TRAMA
Due affaristi italiani tentano d’aprire una società fantasma in Albania. Nominano come presidente-fantoccio un anziano carcerato.
RECENSIONI
Gianni Amelio rinviene le basi storiche e culturali del neorealismo nella caotica Albania del post-comunismo, stretta nella morsa della fame, incantata dall'opulenza della società italiana attraverso i media, in preda ad un fuggi-fuggi generale verso il lido della speranza (Bari) dal porto di Durazzo. Fra attori professionisti e non, l’autore, da sempre, fotografa le dolorose realtà con i modi dell’inchiesta romanzata, privilegiando la combinazione di coppia e il contraddittorio fra solidarietà ed egoismo, trasgredendo la sceneggiatura a vantaggio della schiettezza che, in casi rari e magici, emerge lungo il farsi di certe opere (spesso, le sue). L’obiettivo è di scuotere le coscienze con un processo di immedesimazione partecipata, che identifichi la prospettiva sulla desolazione quotidiana con quella dello sguardo dello spettatore.
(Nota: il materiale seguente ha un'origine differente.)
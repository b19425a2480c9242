//! DICOM endpoint identity model

use std::collections::HashSet;
use std::fmt;
use std::hash::{Hash, Hasher};
use std::net::{IpAddr, ToSocketAddrs};

use serde::{Deserialize, Serialize};

use crate::{RelayError, Result};

/// Sentinel used when no host is configured
const LOOPBACK: &str = "127.0.0.1";

/// Identifies one DICOM endpoint by AE title, host, and port.
///
/// Equality compares the AE title, the port, and the host after resolving it
/// to an IP address, so two hostnames pointing at the same address compare
/// equal. Unresolvable hostnames compare literally; a missing host resolves
/// to the loopback sentinel. Immutable once constructed.
#[derive(Debug, Clone, Eq, Serialize, Deserialize)]
pub struct NodeIdentity {
    aet: String,
    host: Option<String>,
    port: Option<u16>,
}

impl NodeIdentity {
    /// Create an identity with AE title, host, and port
    pub fn new(aet: impl Into<String>, host: impl Into<String>, port: u16) -> Result<Self> {
        let identity = Self {
            aet: aet.into(),
            host: Some(host.into()),
            port: Some(port),
        };
        identity.validate()?;
        Ok(identity)
    }

    /// Create an identity carrying only an AE title
    pub fn from_aet(aet: impl Into<String>) -> Result<Self> {
        let identity = Self {
            aet: aet.into(),
            host: None,
            port: None,
        };
        identity.validate()?;
        Ok(identity)
    }

    fn validate(&self) -> Result<()> {
        if self.aet.is_empty() || self.aet.len() > 16 {
            return Err(RelayError::InvalidAeTitle(format!(
                "AE title must be 1-16 characters, got '{}'",
                self.aet
            )));
        }
        if let Some(0) = self.port {
            return Err(RelayError::config("Port must be greater than 0"));
        }
        Ok(())
    }

    /// The AE title of this endpoint
    pub fn aet(&self) -> &str {
        &self.aet
    }

    /// The configured host, if any
    pub fn host(&self) -> Option<&str> {
        self.host.as_deref()
    }

    /// The configured port, if any
    pub fn port(&self) -> Option<u16> {
        self.port
    }

    /// Host resolved for equality comparison.
    ///
    /// IPv4 addresses are preferred when a name resolves to several
    /// addresses; names that do not resolve are returned literally.
    fn resolved_host(&self) -> String {
        match self.host.as_deref() {
            None => LOOPBACK.to_string(),
            Some(host) => convert_to_ip(host),
        }
    }
}

fn convert_to_ip(host: &str) -> String {
    if let Ok(ip) = host.parse::<IpAddr>() {
        return ip.to_string();
    }
    match (host, 0u16).to_socket_addrs() {
        Ok(addrs) => {
            let addrs: Vec<_> = addrs.collect();
            addrs
                .iter()
                .find(|a| a.is_ipv4())
                .or_else(|| addrs.first())
                .map(|a| a.ip().to_string())
                .unwrap_or_else(|| host.to_string())
        }
        Err(_) => host.to_string(),
    }
}

impl PartialEq for NodeIdentity {
    fn eq(&self, other: &Self) -> bool {
        self.aet == other.aet
            && self.port == other.port
            && self.resolved_host() == other.resolved_host()
    }
}

// Host is excluded from the hash so that identities with hostnames resolving
// to the same address land in the same bucket; equality still compares the
// resolved host.
impl Hash for NodeIdentity {
    fn hash<H: Hasher>(&self, state: &mut H) {
        self.aet.hash(state);
        self.port.hash(state);
    }
}

impl fmt::Display for NodeIdentity {
    fn fmt(&self, f: &mut fmt::Formatter<'_>) -> fmt::Result {
        match (&self.host, self.port) {
            (Some(host), Some(port)) => write!(f, "{}@{}:{}", self.aet, host, port),
            (Some(host), None) => write!(f, "{}@{}", self.aet, host),
            _ => write!(f, "{}", self.aet),
        }
    }
}

/// A relay's own identity plus the set of source identities it accepts.
///
/// An empty accepted-source set accepts any source. Created at relay
/// configuration time and lives for the lifetime of the listener.
#[derive(Debug, Clone)]
pub struct ForwardingIdentity {
    node: NodeIdentity,
    id: Option<u64>,
    accepted_sources: HashSet<NodeIdentity>,
}

impl ForwardingIdentity {
    /// Create a forwarding identity that accepts any source
    pub fn new(node: NodeIdentity) -> Self {
        Self {
            node,
            id: None,
            accepted_sources: HashSet::new(),
        }
    }

    /// Attach a numeric id for multi-tenant disambiguation
    pub fn with_id(mut self, id: u64) -> Self {
        self.id = Some(id);
        self
    }

    /// Restrict the accepted sources to include the given identity
    pub fn accept_source(mut self, source: NodeIdentity) -> Self {
        self.accepted_sources.insert(source);
        self
    }

    /// The relay's own endpoint identity
    pub fn node(&self) -> &NodeIdentity {
        &self.node
    }

    /// The AE title of the relay endpoint
    pub fn aet(&self) -> &str {
        self.node.aet()
    }

    /// The numeric id, if configured
    pub fn id(&self) -> Option<u64> {
        self.id
    }

    /// The configured accepted-source set; empty means accept any
    pub fn accepted_sources(&self) -> &HashSet<NodeIdentity> {
        &self.accepted_sources
    }

    /// Whether the given source may forward through this identity
    pub fn accepts(&self, source: &NodeIdentity) -> bool {
        self.accepted_sources.is_empty() || self.accepted_sources.contains(source)
    }
}

#[cfg(test)]
mod tests {
    use super::*;

    #[test]
    fn test_title_validation() {
        assert!(NodeIdentity::from_aet("").is_err());
        assert!(NodeIdentity::from_aet("A".repeat(17)).is_err());
        assert!(NodeIdentity::from_aet("RELAY").is_ok());
        assert!(NodeIdentity::new("RELAY", "localhost", 0).is_err());
    }

    #[test]
    fn test_equality_is_reflexive_and_symmetric() {
        let a = NodeIdentity::new("SCP", "127.0.0.1", 11112).unwrap();
        let b = NodeIdentity::new("SCP", "127.0.0.1", 11112).unwrap();
        assert_eq!(a, a);
        assert_eq!(a, b);
        assert_eq!(b, a);
    }

    #[test]
    fn test_equality_resolves_hostnames() {
        let by_name = NodeIdentity::new("SCP", "localhost", 11112).unwrap();
        let by_ip = NodeIdentity::new("SCP", "127.0.0.1", 11112).unwrap();
        assert_eq!(by_name, by_ip);
    }

    #[test]
    fn test_unresolvable_hosts_compare_literally() {
        let a = NodeIdentity::new("SCP", "no-such-host.invalid", 104).unwrap();
        let b = NodeIdentity::new("SCP", "other-host.invalid", 104).unwrap();
        let c = NodeIdentity::new("SCP", "no-such-host.invalid", 104).unwrap();
        assert_ne!(a, b);
        assert_eq!(a, c);
    }

    #[test]
    fn test_differing_title_or_port_never_equal() {
        let a = NodeIdentity::new("SCP", "127.0.0.1", 11112).unwrap();
        let b = NodeIdentity::new("OTHER", "127.0.0.1", 11112).unwrap();
        let c = NodeIdentity::new("SCP", "127.0.0.1", 104).unwrap();
        assert_ne!(a, b);
        assert_ne!(a, c);
    }

    #[test]
    fn test_accepted_sources() {
        let relay = NodeIdentity::from_aet("RELAY").unwrap();
        let src = NodeIdentity::new("MODALITY", "127.0.0.1", 4006).unwrap();
        let other = NodeIdentity::new("STRANGER", "127.0.0.1", 4006).unwrap();

        let open = ForwardingIdentity::new(relay.clone());
        assert!(open.accepts(&src));
        assert!(open.accepts(&other));

        let restricted = ForwardingIdentity::new(relay).with_id(7).accept_source(src.clone());
        assert!(restricted.accepts(&src));
        assert!(!restricted.accepts(&other));
        assert_eq!(restricted.id(), Some(7));
    }
}
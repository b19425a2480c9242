//! Attribute-edit engine for the cadence DICOM relay
//!
//! Editors are ordered, side-effecting transformers applied to a private copy
//! of an inbound dataset before it is forwarded. Each editor receives the
//! mutable dataset together with a per-transfer [`EditContext`] and may stop
//! the chain for the current object, or abort the whole outbound connection,
//! by setting the context's abort reason.

pub mod chain;
pub mod context;
pub mod overwrite;
pub mod uid_remap;

use dicom_object::InMemDicomObject;
use thiserror::Error;

pub use chain::EditorChain;
pub use context::{Abort, EditContext};
pub use overwrite::OverwriteEditor;
pub use uid_remap::UidRemapEditor;

/// Result type alias for edit operations
pub type Result<T> = std::result::Result<T, EditError>;

/// Error types that can occur while editing a dataset
#[derive(Error, Debug)]
pub enum EditError {
    #[error("Attribute access failed: {0}")]
    Access(String),

    #[error("Invalid attribute value: {0}")]
    Value(String),
}

impl EditError {
    /// Create a new attribute access error
    pub fn access(msg: impl Into<String>) -> Self {
        Self::Access(msg.into())
    }

    /// Create a new value error
    pub fn value(msg: impl Into<String>) -> Self {
        Self::Value(msg.into())
    }
}

/// Contract for a single dataset transformer.
///
/// Implementations mutate the dataset in place and return whether the chain
/// should continue with the next editor. Returning `false`, or setting an
/// abort reason on the context, short-circuits the remaining chain for the
/// current object. Editors must not retain references into the dataset
/// beyond their own invocation; the caller owns the dataset lifetime.
pub trait AttributeEditor: Send + Sync {
    /// Apply this editor to the dataset.
    fn apply(&self, dataset: &mut InMemDicomObject, ctx: &mut EditContext) -> Result<bool>;
}
#[cfg(test)]
mod tests {
    use super::*;
    use dicom_core::{DataElement, PrimitiveValue, VR};

    #[test]
    fn test_object_meta_defaults() {
        let meta = ObjectMeta::new();
        assert!(meta.timestamp <= chrono::Utc::now());
        assert!(!meta.id.is_nil());
        assert!(meta.sop_class_uid.is_none());
    }

    #[test]
    fn test_from_object_extracts_metadata() {
        let mut obj = InMemDicomObject::new_empty();
        obj.put(DataElement::new(
            tags::SOP_CLASS_UID,
            VR::UI,
            PrimitiveValue::from("1.2.840.10008.5.1.4.1.1.7"),
        ));
        obj.put(DataElement::new(
            tags::SOP_INSTANCE_UID,
            VR::UI,
            PrimitiveValue::from("1.2.3.4"),
        ));
        obj.put(DataElement::new(
            tags::PATIENT_ID,
            VR::LO,
            PrimitiveValue::from("PID001"),
        ));

        let payload = StorePayload::from_object(obj);
        let meta = payload.meta();
        assert_eq!(
            meta.sop_class_uid.as_deref(),
            Some("1.2.840.10008.5.1.4.1.1.7")
        );
        assert_eq!(meta.sop_instance_uid.as_deref(), Some("1.2.3.4"));
        assert_eq!(meta.patient_id.as_deref(), Some("PID001"));
    }

    #[test]
    fn test_parsed_payload_clones_for_edit() {
        let mut obj = InMemDicomObject::new_empty();
        obj.put(DataElement::new(
            tags::PATIENT_ID,
            VR::LO,
            PrimitiveValue::from("PID001"),
        ));
        let payload = StorePayload::from_object(obj);

        let mut copy = payload.to_object().unwrap();
        copy.put(DataElement::new(
            tags::PATIENT_ID,
            VR::LO,
            PrimitiveValue::from("CHANGED"),
        ));

        // The payload's own dataset is untouched
        let original = payload.to_object().unwrap();
        let pid = original.element(tags::PATIENT_ID).unwrap().to_str().unwrap();
        assert_eq!(pid, "PID001");
    }

    #[test]
    fn test_spool_file_deleted_on_drop() {
        let dir = tempfile::tempdir().unwrap();
        let path = dir.path().join("object.dcm");
        std::fs::write(&path, b"not really dicom").unwrap();

        {
            let _payload = StorePayload::from_file(path.clone(), true);
        }
        assert!(!path.exists());
    }

    #[test]
    fn test_spool_file_kept_without_delete_on_drop() {
        let dir = tempfile::tempdir().unwrap();
        let path = dir.path().join("object.dcm");
        std::fs::write(&path, b"not really dicom").unwrap();

        {
            let _payload = StorePayload::from_file(path.clone(), false);
        }
        assert!(path.exists());
    }

    #[test]
    fn test_query_level_parsing() {
        assert_eq!("PATIENT".parse::<QueryLevel>().unwrap(), QueryLevel::Patient);
        assert_eq!("study".parse::<QueryLevel>().unwrap(), QueryLevel::Study);
        assert!("INVALID".parse::<QueryLevel>().is_err());
    }

    #[test]
    fn test_find_query_builder() {
        let query = FindQuery::patient(Some("12345".to_string()))
            .with_parameter("PatientName", "DOE^JOHN")
            .with_max_results(50);
        assert_eq!(query.query_level, QueryLevel::Patient);
        assert_eq!(query.parameters.get("PatientID"), Some(&"12345".to_string()));
        assert_eq!(query.max_results, 50);
    }
}
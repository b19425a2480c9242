//! DIMSE status codes used in acknowledgments and progress reporting

/// Operation completed successfully
pub const SUCCESS: u16 = 0x0000;

/// Operation cancelled by the requester
pub const CANCEL: u16 = 0xFE00;

/// More sub-operations remain
pub const PENDING: u16 = 0xFF00;

/// More sub-operations remain, optional keys were not supported
pub const PENDING_WARNING: u16 = 0xFF01;

/// Generic processing failure
pub const PROCESSING_FAILURE: u16 = 0x0110;

/// Sub-operations completed with one or more failures
pub const SUB_OP_ONE_OR_MORE_FAILURES: u16 = 0xB000;

/// Unable to process the request
pub const UNABLE_TO_PROCESS: u16 = 0xC000;

/// Whether the status code indicates a still-running operation
pub fn is_pending(status: u16) -> bool {
    status == PENDING || status == PENDING_WARNING
}

/// Whether the status code indicates success
pub fn is_success(status: u16) -> bool {
    status == SUCCESS
}
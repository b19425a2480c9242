use std::sync::Arc;
use std::time::Duration;

use anyhow::Context;
use tracing_subscriber::prelude::*;

use cadence::config::RelayConfig;

#[tokio::main]
async fn main() -> anyhow::Result<()> {
    let config_path = std::env::args()
        .nth(1)
        .unwrap_or_else(|| "cadence.toml".to_string());
    let config = RelayConfig::from_file(&config_path)
        .with_context(|| format!("loading configuration from {}", config_path))?;

    init_logging(&config);

    tracing::info!("🔧 Starting cadence relay '{}'", config.local_aet);

    #[cfg(not(feature = "dcmtk_cli"))]
    return Err(anyhow::anyhow!(
        "No transport available: rebuild with the 'dcmtk_cli' feature"
    ));

    #[cfg(feature = "dcmtk_cli")]
    {
        let connector = Arc::new(cadence::dcmtk::DcmtkConnector::new(config.spool_dir.clone()));
        let relay = Arc::new(cadence::relay::Relay::from_config(&config, connector)?);

        let (sender, receiver) = cadence::transport::TransportBridge::new().split();
        tokio::spawn(receiver.serve(relay.handler() as Arc<dyn cadence::InboundHandler>));

        if config.watch.enabled {
            let source_aet = config
                .watch
                .source_aet
                .clone()
                .unwrap_or_else(|| config.local_aet.clone());
            let source = cadence::identity::NodeIdentity::from_aet(source_aet)?;
            let watcher = cadence::inbound::SpoolWatcher::new(
                config.watch.dir.clone(),
                Duration::from_millis(config.watch.poll_ms),
                source,
                sender.clone(),
            );
            tokio::spawn(async move {
                if let Err(e) = watcher.run().await {
                    tracing::error!("Spool watcher failed: {}", e);
                }
            });
        }

        tracing::info!("🚀 Relay ready");
        tokio::signal::ctrl_c().await?;
        relay.stop().await;
        Ok(())
    }
}

fn init_logging(config: &RelayConfig) {
    if config.logging.log_to_file {
        let file_appender = tracing_subscriber::fmt::layer()
            .with_file(true)
            .with_line_number(true)
            .with_writer(
                std::fs::File::create(&config.logging.log_file_path)
                    .expect("Failed to create log file"),
            );

        let stdout_appender = tracing_subscriber::fmt::layer()
            .with_file(true)
            .with_line_number(true);

        tracing_subscriber::registry()
            .with(file_appender)
            .with(stdout_appender)
            .try_init()
            .expect("Failed to initialize logging");
    } else {
        tracing_subscriber::fmt()
            .with_file(true)
            .with_line_number(true)
            .init();
    }
}
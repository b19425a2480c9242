//! Inbound store handling
//!
//! The transport adapter invokes `InboundHandler::on_store` once per inbound
//! object. The relay implementation edits, routes, and forwards the object,
//! then acknowledges the inbound transfer. Downstream delivery failures are
//! recorded in the shared progress state, never thrown back across the
//! acknowledgment boundary: the source receives a timely acknowledgment for
//! its own transfer regardless of what happens downstream.

use std::sync::Arc;

use async_trait::async_trait;
use futures::future::join_all;
use tokio::sync::Semaphore;
use tracing::{debug, error, info, warn};

use crate::config::StoreParams;
use crate::destination::{ForwardDestination, SendOutcome};
use crate::identity::NodeIdentity;
use crate::progress::ProgressState;
use crate::router::Router;
use crate::status;
use crate::types::StorePayload;

/// Acknowledgment returned to the transport layer for one inbound object
#[derive(Debug, Clone)]
pub struct StoreResponse {
    /// DIMSE status code for the inbound acknowledgment
    pub status: u16,

    /// Optional human-readable detail
    pub message: Option<String>,

    /// SOP Class UID of the acknowledged object, when known
    pub sop_class_uid: Option<String>,

    /// SOP Instance UID of the acknowledged object, when known
    pub sop_instance_uid: Option<String>,
}

impl StoreResponse {
    fn failure(status: u16, message: impl Into<String>) -> Self {
        Self {
            status,
            message: Some(message.into()),
            sop_class_uid: None,
            sop_instance_uid: None,
        }
    }
}

/// Entry point invoked by the transport adapter once per inbound object
#[async_trait]
pub trait InboundHandler: Send + Sync {
    /// Handle one inbound object and produce its acknowledgment
    async fn on_store(&self, peer: &NodeIdentity, payload: StorePayload) -> StoreResponse;
}

/// The relay's inbound handler: edit, route, fan out, acknowledge
pub struct RelayHandler {
    router: Arc<Router>,
    params: StoreParams,
    progress: Arc<ProgressState>,
    // Bounds fan-out parallelism so one slow destination cannot starve the
    // transport thread pool
    limit: Arc<Semaphore>,
}

impl RelayHandler {
    /// Create a handler over the given router
    pub fn new(router: Arc<Router>, params: StoreParams, max_concurrent_forwards: usize) -> Self {
        Self {
            router,
            params,
            progress: Arc::new(ProgressState::new()),
            limit: Arc::new(Semaphore::new(max_concurrent_forwards.max(1))),
        }
    }

    /// The progress state updated as sub-operations complete
    pub fn progress(&self) -> Arc<ProgressState> {
        self.progress.clone()
    }
}

#[async_trait]
impl InboundHandler for RelayHandler {
    async fn on_store(&self, peer: &NodeIdentity, mut payload: StorePayload) -> StoreResponse {
        // The payload's spool file, if any, is removed when it drops at the
        // end of this scope, on every exit path.

        let targets = match self.router.resolve(peer) {
            Ok(targets) => targets,
            Err(e) => {
                warn!("Rejecting inbound object from {}: {}", peer, e);
                return StoreResponse::failure(status::UNABLE_TO_PROCESS, e.to_string());
            }
        };

        if let Err(e) = payload.hydrate() {
            error!("Failed to read inbound object from {}: {}", peer, e);
            return StoreResponse::failure(status::PROCESSING_FAILURE, e.to_string());
        }
        let meta = payload.meta().clone();
        debug!(
            "Relaying {} from {} to {} destination(s)",
            meta.sop_instance_uid.as_deref().unwrap_or("<unknown>"),
            peer,
            targets.len()
        );

        self.progress.expect(targets.len() as u32);

        let results = join_all(targets.iter().map(|destination| {
            let limit = self.limit.clone();
            let progress = self.progress.clone();
            let payload = &payload;
            async move {
                let _permit = limit
                    .acquire_owned()
                    .await
                    .expect("forward semaphore closed");
                let result = destination.forward(peer, payload, &progress).await;
                (destination.remote().clone(), result)
            }
        }))
        .await;

        let mut delivered = 0u32;
        let mut failed = 0u32;
        for (remote, result) in results {
            match result {
                Ok(SendOutcome::Sent { bytes, .. }) => {
                    self.progress.complete_one(bytes);
                    delivered += 1;
                }
                Ok(SendOutcome::Skipped { reason }) => {
                    info!("Object skipped for {}: {}", remote, reason);
                    self.progress.fail_one();
                    failed += 1;
                }
                Err(e) => {
                    error!("Delivery to {} failed: {}", remote, e);
                    self.progress.fail_one();
                    failed += 1;
                }
            }
        }
        self.progress.mark_end_transfer();

        // The acknowledgment reflects the relay's own inbound acceptance;
        // only a total delivery failure is surfaced to the source.
        let ack_status = if delivered == 0 && failed > 0 {
            status::PROCESSING_FAILURE
        } else {
            self.params.default_status
        };

        StoreResponse {
            status: ack_status,
            message: None,
            sop_class_uid: meta.sop_class_uid.clone(),
            sop_instance_uid: meta.sop_instance_uid.clone(),
        }
    }
}
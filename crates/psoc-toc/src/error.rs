use std::path::PathBuf;

use thiserror::Error;

/// 解析 TOC 时可能出现的错误
///
/// 所有错误都是致命的：遇到第一个错误就中止本次解析。
#[derive(Error, Debug)]
pub enum TocError {
    /// TOC 缺少必填字段（name、root signature、path、entry）
    #[error("schema error: {0}")]
    Schema(String),

    /// TOC 引用的 shader / root signature 文件不存在
    #[error("missing resource: {}", path.display())]
    MissingResource { path: PathBuf },

    /// TOC 文件无法读取或无法解析
    #[error("failed to load manifest {}: {detail}", path.display())]
    Manifest { path: PathBuf, detail: String },

    /// 不认识的 shader stage
    #[error("unsupported shader stage: {stage}")]
    UnsupportedStage { stage: String },

    /// 读写文件失败
    #[error("io error on {}: {source}", path.display())]
    Io {
        path: PathBuf,
        #[source]
        source: std::io::Error,
    },
}

impl TocError {
    pub(crate) fn io(path: impl Into<PathBuf>, source: std::io::Error) -> Self {
        Self::Io {
            path: path.into(),
            source,
        }
    }
}

pub type Result<T> = std::result::Result<T, TocError>;
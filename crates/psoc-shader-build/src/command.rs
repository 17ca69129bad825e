use std::ffi::OsString;
use std::path::{Path, PathBuf};
use std::process::Command;

use psoc_toc::{PipelineState, ShaderComponent, ShaderStage};

use crate::build_config::BuildConfiguration;
use crate::error::Result;
use crate::flag_table::FlagTable;

/// 一次外部编译器调用
///
/// 输出文件名相对于 `working_dir`，也就是输出目录。
#[derive(Debug, Clone, PartialEq, Eq)]
pub struct CompileCommand {
    pub program: PathBuf,
    pub args: Vec<OsString>,
    pub working_dir: PathBuf,
    /// 产物的完整路径，仅用于记录，不传给编译器
    pub output: Option<PathBuf>,
}

impl CompileCommand {
    /// 编译 `component`，输出为 `{pipeline_state.name}.{suffix}`
    ///
    /// `-T <profile> <flags..> [-E <entry>] <source> -Fo <output>`
    pub fn compile(
        program: &Path,
        working_dir: &Path,
        table: &FlagTable,
        configuration: BuildConfiguration,
        pipeline_state: &PipelineState,
        component: &ShaderComponent,
    ) -> Result<Self> {
        let template = table.get(component.stage(), configuration)?;
        let output_name = pipeline_state.output_file_name(component.stage());

        let mut args: Vec<OsString> = Vec::with_capacity(template.flags.len() + 7);
        args.push("-T".into());
        args.push(template.profile.as_str().into());
        args.extend(template.flags.iter().map(OsString::from));
        if let Some(entry_point) = component.entry_point() {
            args.push("-E".into());
            args.push(entry_point.into());
        }
        args.push(component.source_path().into());
        args.push("-Fo".into());
        args.push(output_name.as_str().into());

        Ok(Self {
            program: program.to_path_buf(),
            args,
            working_dir: working_dir.to_path_buf(),
            output: Some(working_dir.join(output_name)),
        })
    }

    /// 检查已经编译好的 shader 与同一个 pipeline state 的 root signature 是否匹配
    ///
    /// `-T <profile> -verifyrootsignature {name}.rso {name}.{suffix}`，root signature 本身返回 `None`
    pub fn verify_root_signature(
        program: &Path,
        working_dir: &Path,
        table: &FlagTable,
        pipeline_state: &PipelineState,
        stage: ShaderStage,
    ) -> Option<Self> {
        if stage == ShaderStage::RootSignature {
            return None;
        }

        let args = vec![
            OsString::from("-T"),
            format!("{}_{}", stage.profile_prefix(), table.shader_model()).into(),
            "-verifyrootsignature".into(),
            pipeline_state.output_file_name(ShaderStage::RootSignature).into(),
            pipeline_state.output_file_name(stage).into(),
        ];

        Some(Self {
            program: program.to_path_buf(),
            args,
            working_dir: working_dir.to_path_buf(),
            output: None,
        })
    }

    /// 用于日志与错误信息的命令行
    pub fn command_line(&self) -> String {
        let mut line = self.program.display().to_string();
        for arg in &self.args {
            let arg = arg.to_string_lossy();
            line.push(' ');
            if arg.contains(' ') {
                line.push('"');
                line.push_str(&arg);
                line.push('"');
            } else {
                line.push_str(&arg);
            }
        }
        line
    }

    pub fn to_process(&self) -> Command {
        let mut command = Command::new(&self.program);
        command.args(&self.args).current_dir(&self.working_dir);
        command
    }
}
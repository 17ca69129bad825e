use std::io::Write;

/// 初始化日志，`RUST_LOG` 环境变量可以进一步覆盖 `level`
pub fn init_log_with_level(level: log::LevelFilter) {
    env_logger::Builder::new()
        .format(|buf, record| {
            let info_style = buf
                .default_level_style(log::Level::Info)
                .fg_color(Some(anstyle::Color::Ansi(anstyle::AnsiColor::Green)));
            let warn_style = buf
                .default_level_style(log::Level::Warn)
                .fg_color(Some(anstyle::Color::Ansi(anstyle::AnsiColor::Yellow)));
            let error_style = buf
                .default_level_style(log::Level::Error)
                .fg_color(Some(anstyle::Color::Ansi(anstyle::AnsiColor::Red)));
            let debug_style = buf
                .default_level_style(log::Level::Debug)
                .fg_color(Some(anstyle::Color::Ansi(anstyle::AnsiColor::Cyan)));

            let level_style = match record.level() {
                log::Level::Info => info_style,
                log::Level::Warn => warn_style,
                log::Level::Error => error_style,
                log::Level::Debug => debug_style,
                _ => buf.default_level_style(record.level()),
            };
            let grey_style = info_style.fg_color(Some(anstyle::Color::Rgb(anstyle::RgbColor(110, 110, 110))));

            // windows 与 unix 的路径分隔符都要处理
            let file = record.file().unwrap_or("").rsplit(['\\', '/']).next().unwrap_or("");
            let line = record.line().unwrap_or(0);
            let time = chrono::Local::now().format("%H:%M:%S%.3f");
            let level = record.level();

            writeln!(
                buf,
                "{level_style}[{time}] {level:<5}{level_style:#} {grey_style}[{file}:{line}]{grey_style:#} {}",
                record.args()
            )
        })
        .filter(None, level)
        .parse_default_env()
        .init();
}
La schematicità dell’insistito parallelo fra questa realtà e quella dell'Italia emigrante del dopoguerra (l’uomo anziano, interpretato dal regista Piro Milkani, crede di imbarcarsi per l'America) e la natura didascalica del meccanismo con cui l'affarista italiano, nauseato dalla miseria, è calato nei panni di chi sta peggio, non inficiano il vigore di un’opera che riesce a Colpire al Cuore (per citare un altro titolo del regista) e pone (in) questione, relativizzando il contesto nel tempo e nello spazio e additando la presunzione del privilegiato che confonde il bisogno con l'ignavia. L’Odissea in un paese “come Litalia quando Lamerica” si fa epica, surreale (basta lasciarsi trasportare dalle fantasie del vecchio) e al contempo straziante: è stata amata (premio Felix 1994 come miglior film europeo) e denigrata, nella fattispecie dal noto scrittore albanese Ismail Kadarè, che l’ha accusata di razzismo, infastidito da scene come quella in cui i bambini, per un paio di scarpe, quasi ammazzano il vecchio. La figura peggiore, però, la fanno i personaggi italiani. La “cinemascopica” sequenza finale, con la nave stracolma di albanesi, resta scolpita nella memoria.